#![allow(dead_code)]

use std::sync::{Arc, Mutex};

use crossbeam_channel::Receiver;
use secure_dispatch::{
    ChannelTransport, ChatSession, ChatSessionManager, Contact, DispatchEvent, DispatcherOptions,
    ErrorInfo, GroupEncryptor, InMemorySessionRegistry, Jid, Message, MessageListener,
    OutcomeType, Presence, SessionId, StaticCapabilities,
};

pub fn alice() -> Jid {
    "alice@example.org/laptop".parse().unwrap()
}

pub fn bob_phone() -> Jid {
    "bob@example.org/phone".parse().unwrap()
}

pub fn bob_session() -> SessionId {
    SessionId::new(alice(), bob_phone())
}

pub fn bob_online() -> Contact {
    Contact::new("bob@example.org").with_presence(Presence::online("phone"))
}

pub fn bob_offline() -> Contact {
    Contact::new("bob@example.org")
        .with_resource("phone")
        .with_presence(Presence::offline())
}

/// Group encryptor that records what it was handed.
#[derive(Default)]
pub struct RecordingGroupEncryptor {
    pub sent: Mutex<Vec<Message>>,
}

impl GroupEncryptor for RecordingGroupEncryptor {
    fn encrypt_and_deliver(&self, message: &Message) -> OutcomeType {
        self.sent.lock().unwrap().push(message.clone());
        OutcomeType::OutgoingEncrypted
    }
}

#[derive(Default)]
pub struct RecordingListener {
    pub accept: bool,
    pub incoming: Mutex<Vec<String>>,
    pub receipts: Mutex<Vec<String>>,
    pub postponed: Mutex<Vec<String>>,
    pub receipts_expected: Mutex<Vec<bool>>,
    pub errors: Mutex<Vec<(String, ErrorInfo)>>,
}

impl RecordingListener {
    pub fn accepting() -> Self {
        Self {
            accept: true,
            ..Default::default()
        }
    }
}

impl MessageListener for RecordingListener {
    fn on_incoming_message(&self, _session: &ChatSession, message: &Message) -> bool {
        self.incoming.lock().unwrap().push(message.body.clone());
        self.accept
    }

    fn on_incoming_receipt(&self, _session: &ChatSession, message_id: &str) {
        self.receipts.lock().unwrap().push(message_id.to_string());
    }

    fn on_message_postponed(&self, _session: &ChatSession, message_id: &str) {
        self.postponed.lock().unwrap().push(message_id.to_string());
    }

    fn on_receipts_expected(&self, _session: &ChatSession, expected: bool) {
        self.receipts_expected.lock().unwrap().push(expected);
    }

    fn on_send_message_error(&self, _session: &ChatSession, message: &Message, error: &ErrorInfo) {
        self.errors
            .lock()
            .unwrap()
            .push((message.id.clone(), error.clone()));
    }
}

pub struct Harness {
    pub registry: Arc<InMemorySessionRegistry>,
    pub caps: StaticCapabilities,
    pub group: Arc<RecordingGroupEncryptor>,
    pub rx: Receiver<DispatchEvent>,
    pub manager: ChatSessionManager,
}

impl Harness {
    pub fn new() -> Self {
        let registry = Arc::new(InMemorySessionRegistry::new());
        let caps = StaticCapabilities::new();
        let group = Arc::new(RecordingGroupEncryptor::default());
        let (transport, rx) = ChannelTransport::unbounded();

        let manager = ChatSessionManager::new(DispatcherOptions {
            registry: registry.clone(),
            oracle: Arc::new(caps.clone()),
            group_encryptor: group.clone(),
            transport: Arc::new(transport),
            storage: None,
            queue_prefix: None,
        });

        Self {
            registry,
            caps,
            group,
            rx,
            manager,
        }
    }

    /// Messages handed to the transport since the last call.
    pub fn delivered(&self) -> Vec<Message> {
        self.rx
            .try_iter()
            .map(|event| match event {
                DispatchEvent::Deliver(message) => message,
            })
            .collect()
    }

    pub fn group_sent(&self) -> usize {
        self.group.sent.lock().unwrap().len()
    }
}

☆ ☆ ☆ ☆

### About this exercise
Work out how many lines in the data above contain the word "Receiver" and respond with that number only.

### Exercise answer
2